Nokia 7.2, 6.2, 2720, 800 hands-on review
Nokia 7.2 and Nokia 6.2 hands-on
Obviously, the two Android phones are what we find the most interesting. Physically identical, the Nokia 7.2 and Nokia 6.2 share the same build - Gorilla Glass 3 on both sides, held together by a polymer composite, which Nokia says is twice as strong as polycarbonate and half the weight of aluminum.
What we'll say is that they feel lighter than expected for the size and the 180 grams of weight isn't really a burden. The phones fit nicely in the hand too, though at this diagonal one-handed operation is a stretch.
A slight surprise in terms of the design language are the large circular camera clusters on the backs of the 7.2 and 6.2. We're getting a distinct Moto vibe out of these, though you could find a reference to the Lumia 1020 too.
Inside those bumps there are the same 8MP ultra wide-angle cameras and 5MP depth sensors, plus the main camera that's specific to each phone. We couldn't really get a chance to shoot samples during the brief time we had with the two Nokias.
Anyway, the Nokia 7.2 has the super popular 48MP Quad Bayer sensor, which Nokia calls Quad Pixel, behind an f/1.79 aperture lens (f/1.8 would have been precise enough in our book). There's prominent Zeiss branding sitting amidst the camera lenses, and the bokeh modes inside the camera app also have the German optics manufacturer's name stamped around - ZEISS Modern, ZEISS Swirl and ZEISS Smooth - it is a lot of Zeiss.
Meanwhile, the Nokia 6.2 opts for a regular 16MP imager with an f/1.8 lens - yes, this one is specified as f/1.8 in the press materials. No Zeiss badges here, though.
The Nokia 7.2 and 6.2 have fingerprint readers under their camera assemblies - conventional capacitive sensors. We tried them real quick and they seemed to work just fine, no issues.
One interesting addition on these two Nokias is the Google Assistant key. It's placed on the left of the handsets and serves as an always available shortcut to the assistant - really handy if you're one to use it a lot. The other physical controls are on the right - a classic arrangement featuring a power button and volume rocker.

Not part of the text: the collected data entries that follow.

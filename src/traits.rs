//! # Traits
//!
//! Readers are composed from independent capabilities rather than a single large
//! interface. Every reader implements [`Reader`]; readers that can toggle arrays also
//! implement [`ArraySelection`], and readers with more than one timestep implement
//! [`TimeSeries`]. Callers discover a capability through [`Reader::arrays`] and
//! [`Reader::time`]:
//!
//! ```no_run
//! use vtk_readers::prelude::*;
//!
//! let mut reader = vtk_readers::get_reader("case.pvd")?;
//! if let Some(time) = reader.time_mut() {
//!     time.set_active_time_point(1)?;
//! }
//! let dataset = reader.read()?;
//! # Ok::<(), vtk_readers::Error>(())
//! ```
//!
//! The byte level work for a format is hidden behind [`Decoder`].

use crate::prelude::*;
use crate::reader::{Catalog, CatalogQuery, DecodeRequest};
use crate::registry::ReaderKind;
use crate::selection::ArrayStatusList;

/// The contract every format reader implements
pub trait Reader {
    /// the path this reader was constructed with
    fn path(&self) -> &Path;

    fn kind(&self) -> ReaderKind;

    /// Decode the bound path with the current selection.
    ///
    /// Reading never changes the selection, and every call decodes the file again.
    fn read(&self) -> Result<Dataset, Error>;

    /// emit progress events while reading
    fn show_progress(&mut self);

    fn hide_progress(&mut self);

    fn progress_enabled(&self) -> bool;

    fn arrays(&self) -> Option<&dyn ArraySelection> {
        None
    }

    fn arrays_mut(&mut self) -> Option<&mut dyn ArraySelection> {
        None
    }

    fn time(&self) -> Option<&dyn TimeSeries> {
        None
    }

    fn time_mut(&mut self) -> Option<&mut dyn TimeSeries> {
        None
    }
}

/// Enable or disable the named arrays of each [`ArrayDomain`]
///
/// Changing a status does not load anything: it only decides what the next
/// [`Reader::read`] produces.
pub trait ArraySelection {
    /// the arrays currently discoverable in `domain`, in discovery order
    fn array_list(&self, domain: ArrayDomain) -> &ArrayStatusList;

    /// Set the status of a single array. Fails with [`Error::UnknownArray`] when
    /// `name` is not currently discoverable.
    fn set_array_status(&mut self, domain: ArrayDomain, name: &str, enabled: bool) -> Result<(), Error>;

    /// set the status of every currently discoverable array in `domain`
    fn set_all_array_status(&mut self, domain: ArrayDomain, enabled: bool) -> Result<(), Error>;

    fn array_names(&self, domain: ArrayDomain) -> Vec<String> {
        self.array_list(domain).names()
    }

    fn number_arrays(&self, domain: ArrayDomain) -> usize {
        self.array_list(domain).len()
    }

    fn array_status(&self, domain: ArrayDomain, name: &str) -> Result<bool, Error> {
        self.array_list(domain)
            .status(name)
            .ok_or_else(|| unknown_array(self.array_list(domain), domain, name))
    }

    /// snapshot of every `(name, enabled)` pair in discovery order
    fn all_arrays_status(&self, domain: ArrayDomain) -> Vec<(String, bool)> {
        self.array_list(domain).entries().to_vec()
    }

    fn enable_array(&mut self, domain: ArrayDomain, name: &str) -> Result<(), Error> {
        self.set_array_status(domain, name, true)
    }

    fn disable_array(&mut self, domain: ArrayDomain, name: &str) -> Result<(), Error> {
        self.set_array_status(domain, name, false)
    }

    fn enable_all_arrays(&mut self, domain: ArrayDomain) -> Result<(), Error> {
        self.set_all_array_status(domain, true)
    }

    fn disable_all_arrays(&mut self, domain: ArrayDomain) -> Result<(), Error> {
        self.set_all_array_status(domain, false)
    }
}

/// the [`Error::UnknownArray`] for `name`, listing what is available
pub(crate) fn unknown_array(list: &ArrayStatusList, domain: ArrayDomain, name: &str) -> Error {
    Error::UnknownArray {
        domain,
        name: name.to_string(),
        available: list.names(),
    }
}

/// Value and index based selection of the active timestep
pub trait TimeSeries {
    /// registered time values in ascending order
    fn time_values(&self) -> &[f64];

    fn active_time_index(&self) -> usize;

    /// Select a timestep by value. The value must match a registered time within the
    /// [`config`](crate::config) tolerances, otherwise [`Error::InvalidTimeValue`]
    /// is returned.
    fn set_active_time_value(&mut self, value: f64) -> Result<(), Error>;

    /// select a timestep by index, failing with [`Error::IndexOutOfRange`]
    fn set_active_time_point(&mut self, index: usize) -> Result<(), Error>;

    fn number_time_points(&self) -> usize {
        self.time_values().len()
    }

    fn time_point_value(&self, index: usize) -> Result<f64, Error> {
        let values = self.time_values();
        values.get(index).copied().ok_or(Error::IndexOutOfRange {
            what: "time point",
            index,
            len: values.len(),
        })
    }

    fn active_time_value(&self) -> f64 {
        self.time_values()
            .get(self.active_time_index())
            .copied()
            .unwrap_or(0.0)
    }
}

/// Decodes a single file format
///
/// A decoder opens the file inside each call and releases it before returning, so
/// no handle outlives a `catalog` or `decode` call.
pub trait Decoder {
    /// list the arrays, patches and time values the file offers for `query`
    fn catalog(&self, path: &Path, query: &CatalogQuery<'_>) -> Result<Catalog, Error>;

    /// decode the file with the given selection
    fn decode(&self, path: &Path, request: &DecodeRequest<'_>) -> Result<Dataset, Error>;
}
//! Multi-block Plot3D grids, solutions and function files
//!
//! A Plot3D data set is a grid file (`.xyz`) optionally paired with solution files
//! (`.q`) holding the conserved flow variables, and a function file (`.f`) holding
//! arbitrary per point variables. [`Plot3DReader`] reads one block per grid block,
//! and computes the requested [`Plot3DFunction`]s from the active solution.
//!
//! ```no_run
//! use vtk_readers::prelude::*;
//! use vtk_readers::Plot3DReader;
//!
//! let mut reader = Plot3DReader::new("multi-bin.xyz")?;
//! reader.add_q_file("multi-bin.q")?;
//! reader.add_function(112)?;
//! reader.add_function(Plot3DReader::KINETIC_ENERGY)?;
//!
//! let blocks = reader.read()?;
//! # Ok::<(), vtk_readers::Error>(())
//! ```

mod format;
mod functions;
mod meta;

pub use format::{
    detect_layout, read_functions, read_grid, read_q, FileFormat, FileLayout, GridBlock, LayoutError,
    Precision, QBlock,
};
pub use functions::Plot3DFunction;
pub use meta::{MetaEntry, Plot3DMeta, Plot3DMetaDecoder};

use functions::{FlowField, GasModel};

use crate::mesh::Extent;
use crate::prelude::*;
use crate::reader::Progress;
use crate::registry::ReaderKind;
use crate::selection::SelectionState;
use crate::time::TimeCursor;

use std::collections::BTreeSet;

#[derive(Debug, Clone, Copy, PartialEq)]
/// Settings read by a [`Plot3DReader`] when decoding
pub struct Plot3DOptions {
    /// detect the file layout from the grid file instead of using `layout`
    pub auto_detect_format: bool,
    /// keep functions that were only computed as inputs of requested functions, on by
    /// default as in VTK's PLOT3D reader
    pub preserve_intermediate_functions: bool,
    /// ratio of specific heats
    pub gamma: f64,
    pub r_gas_constant: f64,
    pub layout: FileLayout,
}

impl Default for Plot3DOptions {
    fn default() -> Self {
        Self {
            auto_detect_format: true,
            preserve_intermediate_functions: true,
            gamma: 1.4,
            r_gas_constant: 1.0,
            layout: FileLayout::default(),
        }
    }
}

/// Values that identify a [`Plot3DFunction`]: the function itself or its numeric id
pub trait IntoFunction {
    fn into_function(self) -> Result<Plot3DFunction, Error>;
}

impl IntoFunction for Plot3DFunction {
    fn into_function(self) -> Result<Plot3DFunction, Error> {
        Ok(self)
    }
}

fn function_from_id(id: i64) -> Result<Plot3DFunction, Error> {
    Plot3DFunction::from_id(id).ok_or_else(|| Error::InvalidConfigValue {
        setting: "function",
        message: format!("{id} is not a Plot3D function id"),
    })
}

impl IntoFunction for i32 {
    fn into_function(self) -> Result<Plot3DFunction, Error> {
        function_from_id(self as i64)
    }
}

impl IntoFunction for u32 {
    fn into_function(self) -> Result<Plot3DFunction, Error> {
        function_from_id(self as i64)
    }
}

/// The files and settings of a single decode
pub(crate) struct Plot3DInputs<'a> {
    pub xyz: &'a Path,
    pub q: Option<&'a Path>,
    pub function: Option<&'a Path>,
    pub function_names: &'a [String],
    pub functions: &'a BTreeSet<Plot3DFunction>,
    pub options: &'a Plot3DOptions,
    /// point arrays missing from the selection or enabled in it are kept
    pub selection: Option<&'a SelectionState>,
}

fn read_file(path: &Path) -> Result<Vec<u8>, Error> {
    std::fs::read(path).map_err(|e| Error::decode(path, e))
}

/// decode the grid and its optional solution and function files into one mesh per
/// grid block
pub(crate) fn decode_blocks(inputs: &Plot3DInputs<'_>, progress: &Progress) -> Result<MultiBlock, Error> {
    let xyz = inputs.xyz;
    let grid_bytes = read_file(xyz)?;

    let layout = if inputs.options.auto_detect_format {
        detect_layout(&grid_bytes).map_err(|e| Error::decode(xyz, e))?
    } else {
        inputs.options.layout
    };
    tracing::debug!(path = %xyz.display(), ?layout, "plot3d layout");

    let grid = read_grid(&grid_bytes, &layout).map_err(|e| Error::decode(xyz, e))?;

    let solution = match inputs.q {
        Some(path) => Some(read_q(&read_file(path)?, &layout, &grid).map_err(|e| Error::decode(path, e))?),
        None => None,
    };

    let variables = match inputs.function {
        Some(path) => {
            Some(read_functions(&read_file(path)?, &layout, &grid).map_err(|e| Error::decode(path, e))?)
        }
        None => None,
    };

    let total = grid.len();
    let mut blocks = MultiBlock::new();

    for (index, block) in grid.iter().enumerate() {
        let [ni, nj, nk] = block.dims;
        let mut mesh = Mesh::new(Geometry::StructuredGrid {
            extent: Extent::new(ni, nj, nk),
            points: block.points.clone(),
            blanking: block.iblank.clone(),
        });

        if let Some(q) = solution.as_ref().and_then(|s| s.get(index)) {
            mesh.point_data.insert(DataArray::scalars("Density", q.density.clone()));
            mesh.point_data.insert(DataArray::from_array("Momentum", q.momentum.clone()));
            mesh.point_data.insert(DataArray::scalars("StagnationEnergy", q.energy.clone()));
            mesh.field_data.insert(DataArray::scalars("Properties", q.properties.to_vec()));

            let gas = GasModel {
                gamma: inputs.options.gamma,
                r: inputs.options.r_gas_constant,
                fsmach: q.properties[0],
            };
            let derived = FlowField::new(block.dims, &block.points, q, gas)
                .compute(inputs.functions, inputs.options.preserve_intermediate_functions);
            for array in derived {
                mesh.point_data.insert(array);
            }
        }

        if let Some(values) = variables.as_ref().and_then(|v| v.get(index)) {
            for (position, values) in values.iter().enumerate() {
                let name = inputs
                    .function_names
                    .get(position)
                    .cloned()
                    .unwrap_or_else(|| format!("Function{position}"));
                mesh.point_data.insert(DataArray::scalars(name, values.clone()));
            }
        }

        if let Some(selection) = inputs.selection {
            for name in mesh.point_data.names() {
                if !selection.is_enabled(ArrayDomain::Point, &name) {
                    mesh.point_data.remove(&name);
                }
            }
        }

        blocks.push(None::<String>, mesh);
        progress.step(index + 1, total);
    }

    Ok(blocks)
}

/// Reader for a Plot3D grid file with optional solution and function files
///
/// Every solution file added with [`Plot3DReader::add_q_file`] is one timestep, so a
/// reader with several solution files implements [`TimeSeries`] over the time values
/// `0, 1, ..`.
#[derive(Debug, Clone)]
pub struct Plot3DReader {
    path: PathBuf,
    q_files: Vec<PathBuf>,
    function_file: Option<PathBuf>,
    function_names: Vec<String>,
    functions: BTreeSet<Plot3DFunction>,
    options: Plot3DOptions,
    time: TimeCursor,
    progress: bool,
}

impl Plot3DReader {
    pub const DENSITY: Plot3DFunction = Plot3DFunction::Density;
    pub const PRESSURE: Plot3DFunction = Plot3DFunction::Pressure;
    pub const PRESSURE_COEFFICIENT: Plot3DFunction = Plot3DFunction::PressureCoefficient;
    pub const MACH_NUMBER: Plot3DFunction = Plot3DFunction::MachNumber;
    pub const SOUND_SPEED: Plot3DFunction = Plot3DFunction::SoundSpeed;
    pub const TEMPERATURE: Plot3DFunction = Plot3DFunction::Temperature;
    pub const ENTHALPY: Plot3DFunction = Plot3DFunction::Enthalpy;
    pub const INTERNAL_ENERGY: Plot3DFunction = Plot3DFunction::InternalEnergy;
    pub const KINETIC_ENERGY: Plot3DFunction = Plot3DFunction::KineticEnergy;
    pub const VELOCITY_MAGNITUDE: Plot3DFunction = Plot3DFunction::VelocityMagnitude;
    pub const STAGNATION_ENERGY: Plot3DFunction = Plot3DFunction::StagnationEnergy;
    pub const ENTROPY: Plot3DFunction = Plot3DFunction::Entropy;
    pub const SWIRL: Plot3DFunction = Plot3DFunction::Swirl;
    pub const VELOCITY: Plot3DFunction = Plot3DFunction::Velocity;
    pub const VORTICITY: Plot3DFunction = Plot3DFunction::Vorticity;
    pub const MOMENTUM: Plot3DFunction = Plot3DFunction::Momentum;
    pub const PRESSURE_GRADIENT: Plot3DFunction = Plot3DFunction::PressureGradient;
    pub const VORTICITY_MAGNITUDE: Plot3DFunction = Plot3DFunction::VorticityMagnitude;
    pub const STRAIN_RATE: Plot3DFunction = Plot3DFunction::StrainRate;

    pub fn new<P: AsRef<Path>>(path: P) -> Result<Self, Error> {
        let path = path.as_ref();
        Error::check_exists(path)?;

        Ok(Self {
            path: path.to_path_buf(),
            q_files: Vec::new(),
            function_file: None,
            function_names: Vec::new(),
            functions: BTreeSet::new(),
            options: Plot3DOptions::default(),
            time: TimeCursor::default(),
            progress: false,
        })
    }

    pub fn q_files(&self) -> &[PathBuf] {
        &self.q_files
    }

    /// add a solution file as the next timestep
    pub fn add_q_file<P: AsRef<Path>>(&mut self, path: P) -> Result<(), Error> {
        self.add_q_files([path])
    }

    /// Add several solution files. Nothing is added unless every path exists.
    pub fn add_q_files<I, P>(&mut self, paths: I) -> Result<(), Error>
    where
        I: IntoIterator<Item = P>,
        P: AsRef<Path>,
    {
        let paths: Vec<PathBuf> = paths.into_iter().map(|p| p.as_ref().to_path_buf()).collect();
        for path in &paths {
            Error::check_exists(path)?;
        }

        self.q_files.extend(paths);
        let values = (0..self.q_files.len()).map(|i| i as f64).collect();
        self.time.replace_values(values);

        tracing::debug!(path = %self.path.display(), q_files = self.q_files.len(), "added q files");
        Ok(())
    }

    pub fn function_file(&self) -> Option<&Path> {
        self.function_file.as_deref()
    }

    pub fn set_function_file<P: AsRef<Path>>(&mut self, path: P) -> Result<(), Error> {
        let path = path.as_ref();
        Error::check_exists(path)?;
        self.function_file = Some(path.to_path_buf());
        Ok(())
    }

    pub fn function_names(&self) -> &[String] {
        &self.function_names
    }

    /// names of the variables of the function file, in file order
    pub fn set_function_names<I, S>(&mut self, names: I)
    where
        I: IntoIterator<Item = S>,
        S: Into<String>,
    {
        self.function_names = names.into_iter().map(Into::into).collect();
    }

    /// the requested functions, ordered by id
    pub fn functions(&self) -> Vec<Plot3DFunction> {
        self.functions.iter().copied().collect()
    }

    /// Request a function, by value or by id. Requesting a function twice has no
    /// further effect.
    pub fn add_function<F: IntoFunction>(&mut self, function: F) -> Result<(), Error> {
        self.functions.insert(function.into_function()?);
        Ok(())
    }

    /// Remove a function, by value or by id. Removing a function that was not
    /// requested is not an error.
    pub fn remove_function<F: IntoFunction>(&mut self, function: F) -> Result<(), Error> {
        self.functions.remove(&function.into_function()?);
        Ok(())
    }

    pub fn remove_all_functions(&mut self) {
        self.functions.clear();
    }

    pub fn options(&self) -> &Plot3DOptions {
        &self.options
    }

    pub fn options_mut(&mut self) -> &mut Plot3DOptions {
        &mut self.options
    }

    pub fn auto_detect_format(&self) -> bool {
        self.options.auto_detect_format
    }

    pub fn set_auto_detect_format(&mut self, enabled: bool) {
        self.options.auto_detect_format = enabled;
    }

    pub fn preserve_intermediate_functions(&self) -> bool {
        self.options.preserve_intermediate_functions
    }

    pub fn set_preserve_intermediate_functions(&mut self, enabled: bool) {
        self.options.preserve_intermediate_functions = enabled;
    }

    pub fn gamma(&self) -> f64 {
        self.options.gamma
    }

    pub fn set_gamma(&mut self, gamma: f64) {
        self.options.gamma = gamma;
    }

    pub fn r_gas_constant(&self) -> f64 {
        self.options.r_gas_constant
    }

    pub fn set_r_gas_constant(&mut self, r: f64) {
        self.options.r_gas_constant = r;
    }

    fn active_q_file(&self) -> Option<&Path> {
        self.q_files.get(self.time.active_index()).map(PathBuf::as_path)
    }
}

impl Reader for Plot3DReader {
    fn path(&self) -> &Path {
        &self.path
    }

    fn kind(&self) -> ReaderKind {
        ReaderKind::Plot3D
    }

    fn read(&self) -> Result<Dataset, Error> {
        let progress = Progress::new(ReaderKind::Plot3D.to_string(), self.progress);
        let inputs = Plot3DInputs {
            xyz: &self.path,
            q: self.active_q_file(),
            function: self.function_file.as_deref(),
            function_names: &self.function_names,
            functions: &self.functions,
            options: &self.options,
            selection: None,
        };

        let blocks = decode_blocks(&inputs, &progress)?;
        tracing::debug!(path = %self.path.display(), blocks = blocks.len(), "decoded plot3d grid");

        Ok(Dataset::MultiBlock(blocks))
    }

    fn show_progress(&mut self) {
        self.progress = true;
    }

    fn hide_progress(&mut self) {
        self.progress = false;
    }

    fn progress_enabled(&self) -> bool {
        self.progress
    }

    fn time(&self) -> Option<&dyn TimeSeries> {
        (!self.q_files.is_empty()).then(|| self as &dyn TimeSeries)
    }

    fn time_mut(&mut self) -> Option<&mut dyn TimeSeries> {
        if self.q_files.is_empty() {
            None
        } else {
            Some(self)
        }
    }
}

impl TimeSeries for Plot3DReader {
    fn time_values(&self) -> &[f64] {
        self.time.values()
    }

    fn active_time_index(&self) -> usize {
        self.time.active_index()
    }

    fn set_active_time_value(&mut self, value: f64) -> Result<(), Error> {
        self.time.set_active_value(value)?;
        Ok(())
    }

    fn set_active_time_point(&mut self, index: usize) -> Result<(), Error> {
        self.time.set_active_index(index)
    }
}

The Nokia 7.2 and 6.2 have the same 6.3-inch display - an LCD with FullHD+ resolution. Nokia calls it PureDisplay and promises 500nits of brightness and 1500:1 contrast. The panel is also HDR10 capable and the phones will try and upconvert SDR content to HDR. We can't really comment much on the display quality other than say that colors looked nice and outdoor visibility was okay - more one we get to review these guys.
The Nokia 7.2 is powered by the Snapdragon 660, which is a bit dated, but still offers pretty great performance in both CPU and GPU intense tasks. The Nokia 6.2's Snapdragon 636, on the other hand, isn't as powerful but should help the 6.2 achieve the promised 2-day battery life, just maybe. We're not too thrilled about the 5V/2A charging capabilities - it'll take a while to fill those 3,500mAh batteries.
The phones boot Android 9 Pie and they're on the Android One Program so the interface is bloat-free. Nokia promises two major OS releases (so Android 10 should be coming soon), plus an extra third year of monthly patches.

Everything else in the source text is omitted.